=== Section Start ===

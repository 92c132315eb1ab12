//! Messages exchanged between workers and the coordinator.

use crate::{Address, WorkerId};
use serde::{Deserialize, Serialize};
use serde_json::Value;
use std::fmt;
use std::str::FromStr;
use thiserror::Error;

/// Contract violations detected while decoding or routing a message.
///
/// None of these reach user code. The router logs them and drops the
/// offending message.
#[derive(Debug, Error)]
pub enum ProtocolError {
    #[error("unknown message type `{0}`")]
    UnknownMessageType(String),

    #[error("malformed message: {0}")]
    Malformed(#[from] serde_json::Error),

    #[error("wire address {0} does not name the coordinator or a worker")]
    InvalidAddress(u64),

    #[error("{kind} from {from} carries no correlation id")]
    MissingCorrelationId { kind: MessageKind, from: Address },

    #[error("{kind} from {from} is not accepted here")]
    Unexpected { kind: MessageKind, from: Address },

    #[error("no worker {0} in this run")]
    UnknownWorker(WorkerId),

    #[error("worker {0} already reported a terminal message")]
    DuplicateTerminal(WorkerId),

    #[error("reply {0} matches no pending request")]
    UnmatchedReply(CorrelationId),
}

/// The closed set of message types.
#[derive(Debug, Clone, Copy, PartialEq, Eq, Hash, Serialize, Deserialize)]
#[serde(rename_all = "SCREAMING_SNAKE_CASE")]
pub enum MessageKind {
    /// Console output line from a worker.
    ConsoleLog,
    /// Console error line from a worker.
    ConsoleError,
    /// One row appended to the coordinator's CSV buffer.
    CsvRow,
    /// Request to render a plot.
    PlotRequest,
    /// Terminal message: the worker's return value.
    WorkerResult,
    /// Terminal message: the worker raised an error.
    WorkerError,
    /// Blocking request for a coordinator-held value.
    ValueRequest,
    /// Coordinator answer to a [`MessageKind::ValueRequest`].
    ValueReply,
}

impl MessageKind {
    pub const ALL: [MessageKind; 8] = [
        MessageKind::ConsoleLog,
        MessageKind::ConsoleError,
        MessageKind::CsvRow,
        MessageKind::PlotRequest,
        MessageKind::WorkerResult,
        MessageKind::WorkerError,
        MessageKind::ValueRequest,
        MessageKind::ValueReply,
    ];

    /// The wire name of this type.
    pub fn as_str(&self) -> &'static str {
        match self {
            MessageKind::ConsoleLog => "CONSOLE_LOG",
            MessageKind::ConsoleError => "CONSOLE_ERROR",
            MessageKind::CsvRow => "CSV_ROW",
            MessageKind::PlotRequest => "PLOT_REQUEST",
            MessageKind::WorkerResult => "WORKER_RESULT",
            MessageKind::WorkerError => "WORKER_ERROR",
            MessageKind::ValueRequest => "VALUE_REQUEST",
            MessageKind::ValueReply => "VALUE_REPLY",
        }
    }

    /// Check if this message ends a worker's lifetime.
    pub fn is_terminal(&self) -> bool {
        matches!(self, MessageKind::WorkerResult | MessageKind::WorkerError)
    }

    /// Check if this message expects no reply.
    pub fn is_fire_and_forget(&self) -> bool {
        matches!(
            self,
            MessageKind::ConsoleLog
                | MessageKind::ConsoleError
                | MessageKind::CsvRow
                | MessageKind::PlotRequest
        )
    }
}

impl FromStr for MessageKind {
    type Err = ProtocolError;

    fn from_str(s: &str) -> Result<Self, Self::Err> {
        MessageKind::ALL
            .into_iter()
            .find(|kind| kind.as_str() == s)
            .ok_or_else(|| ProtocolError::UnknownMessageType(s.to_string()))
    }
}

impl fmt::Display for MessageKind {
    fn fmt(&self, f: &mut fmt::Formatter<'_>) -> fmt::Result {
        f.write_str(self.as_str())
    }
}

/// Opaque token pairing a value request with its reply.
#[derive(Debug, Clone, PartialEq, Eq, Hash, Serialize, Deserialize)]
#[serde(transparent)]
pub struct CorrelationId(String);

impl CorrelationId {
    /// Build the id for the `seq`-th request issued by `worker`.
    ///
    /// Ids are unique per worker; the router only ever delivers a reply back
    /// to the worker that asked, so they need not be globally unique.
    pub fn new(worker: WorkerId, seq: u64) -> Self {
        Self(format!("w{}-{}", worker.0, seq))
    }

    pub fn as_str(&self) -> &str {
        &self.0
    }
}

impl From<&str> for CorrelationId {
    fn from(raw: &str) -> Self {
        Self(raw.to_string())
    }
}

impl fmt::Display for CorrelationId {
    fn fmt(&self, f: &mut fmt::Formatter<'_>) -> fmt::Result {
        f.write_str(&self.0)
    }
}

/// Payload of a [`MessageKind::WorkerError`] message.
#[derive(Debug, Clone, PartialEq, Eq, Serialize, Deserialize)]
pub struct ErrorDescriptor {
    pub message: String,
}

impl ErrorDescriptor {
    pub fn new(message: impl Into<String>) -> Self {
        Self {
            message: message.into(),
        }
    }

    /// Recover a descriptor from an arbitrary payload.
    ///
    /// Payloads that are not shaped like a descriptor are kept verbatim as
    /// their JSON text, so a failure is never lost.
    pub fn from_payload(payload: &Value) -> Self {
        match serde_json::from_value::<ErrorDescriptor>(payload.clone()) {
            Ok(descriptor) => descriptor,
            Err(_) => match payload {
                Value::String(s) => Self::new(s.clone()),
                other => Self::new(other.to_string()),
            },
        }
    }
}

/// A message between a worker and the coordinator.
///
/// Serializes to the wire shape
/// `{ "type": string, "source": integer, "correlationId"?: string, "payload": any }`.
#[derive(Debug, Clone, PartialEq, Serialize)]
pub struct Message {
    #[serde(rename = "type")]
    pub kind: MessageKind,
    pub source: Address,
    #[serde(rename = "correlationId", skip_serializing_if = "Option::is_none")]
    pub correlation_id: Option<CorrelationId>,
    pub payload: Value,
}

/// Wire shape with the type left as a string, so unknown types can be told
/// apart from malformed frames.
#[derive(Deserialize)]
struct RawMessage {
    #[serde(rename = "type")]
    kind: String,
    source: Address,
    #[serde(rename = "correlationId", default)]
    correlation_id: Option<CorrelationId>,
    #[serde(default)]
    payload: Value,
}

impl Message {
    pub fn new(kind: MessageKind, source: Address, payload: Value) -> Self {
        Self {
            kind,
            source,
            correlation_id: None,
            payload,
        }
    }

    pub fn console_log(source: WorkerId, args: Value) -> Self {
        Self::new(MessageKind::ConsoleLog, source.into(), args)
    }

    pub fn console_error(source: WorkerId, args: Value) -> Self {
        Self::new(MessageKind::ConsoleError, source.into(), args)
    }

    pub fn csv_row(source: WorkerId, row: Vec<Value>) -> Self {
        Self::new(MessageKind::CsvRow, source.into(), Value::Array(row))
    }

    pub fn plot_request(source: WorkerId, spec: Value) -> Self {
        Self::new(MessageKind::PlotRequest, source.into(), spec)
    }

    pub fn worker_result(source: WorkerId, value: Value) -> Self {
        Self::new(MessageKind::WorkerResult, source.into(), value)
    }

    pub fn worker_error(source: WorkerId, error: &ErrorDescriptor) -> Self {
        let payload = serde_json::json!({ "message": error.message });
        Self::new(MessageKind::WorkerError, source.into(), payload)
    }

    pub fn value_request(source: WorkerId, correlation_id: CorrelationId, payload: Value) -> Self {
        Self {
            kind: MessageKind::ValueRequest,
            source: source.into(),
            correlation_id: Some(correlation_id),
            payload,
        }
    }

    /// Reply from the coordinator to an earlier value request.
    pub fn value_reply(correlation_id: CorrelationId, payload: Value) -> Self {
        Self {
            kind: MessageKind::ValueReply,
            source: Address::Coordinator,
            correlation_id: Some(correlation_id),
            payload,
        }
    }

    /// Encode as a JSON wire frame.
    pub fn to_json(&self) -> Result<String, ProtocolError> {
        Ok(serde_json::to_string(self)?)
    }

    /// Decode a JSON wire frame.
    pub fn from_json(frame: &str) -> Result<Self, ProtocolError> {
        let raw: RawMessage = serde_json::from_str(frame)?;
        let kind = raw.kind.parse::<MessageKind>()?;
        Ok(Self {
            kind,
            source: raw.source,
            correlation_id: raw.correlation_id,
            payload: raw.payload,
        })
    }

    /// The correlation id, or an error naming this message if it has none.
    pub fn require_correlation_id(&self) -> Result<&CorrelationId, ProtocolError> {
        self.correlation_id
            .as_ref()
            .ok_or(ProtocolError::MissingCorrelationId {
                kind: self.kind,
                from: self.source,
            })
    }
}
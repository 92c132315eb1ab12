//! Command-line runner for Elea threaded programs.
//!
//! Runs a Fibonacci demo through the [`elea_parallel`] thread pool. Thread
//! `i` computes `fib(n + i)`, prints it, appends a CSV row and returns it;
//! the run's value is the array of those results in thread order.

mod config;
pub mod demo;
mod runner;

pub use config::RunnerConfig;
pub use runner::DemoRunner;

=== Section End ===

Prompt
Among the entries above, locate the lines containing "pub fn from_json(frame: &str)" and "and returns it;", and transcribe exactly those two lines and all lines between.

Output for this exercise
    pub fn from_json(frame: &str) -> Result<Self, ProtocolError> {
        let raw: RawMessage = serde_json::from_str(frame)?;
        let kind = raw.kind.parse::<MessageKind>()?;
        Ok(Self {
            kind,
            source: raw.source,
            correlation_id: raw.correlation_id,
            payload: raw.payload,
        })
    }

    /// The correlation id, or an error naming this message if it has none.
    pub fn require_correlation_id(&self) -> Result<&CorrelationId, ProtocolError> {
        self.correlation_id
            .as_ref()
            .ok_or(ProtocolError::MissingCorrelationId {
                kind: self.kind,
                from: self.source,
            })
    }
}
repository 92c132315eb1ab12
//! Command-line runner for Elea threaded programs.
//!
//! Runs a Fibonacci demo through the [`elea_parallel`] thread pool. Thread
//! `i` computes `fib(n + i)`, prints it, appends a CSV row and returns it;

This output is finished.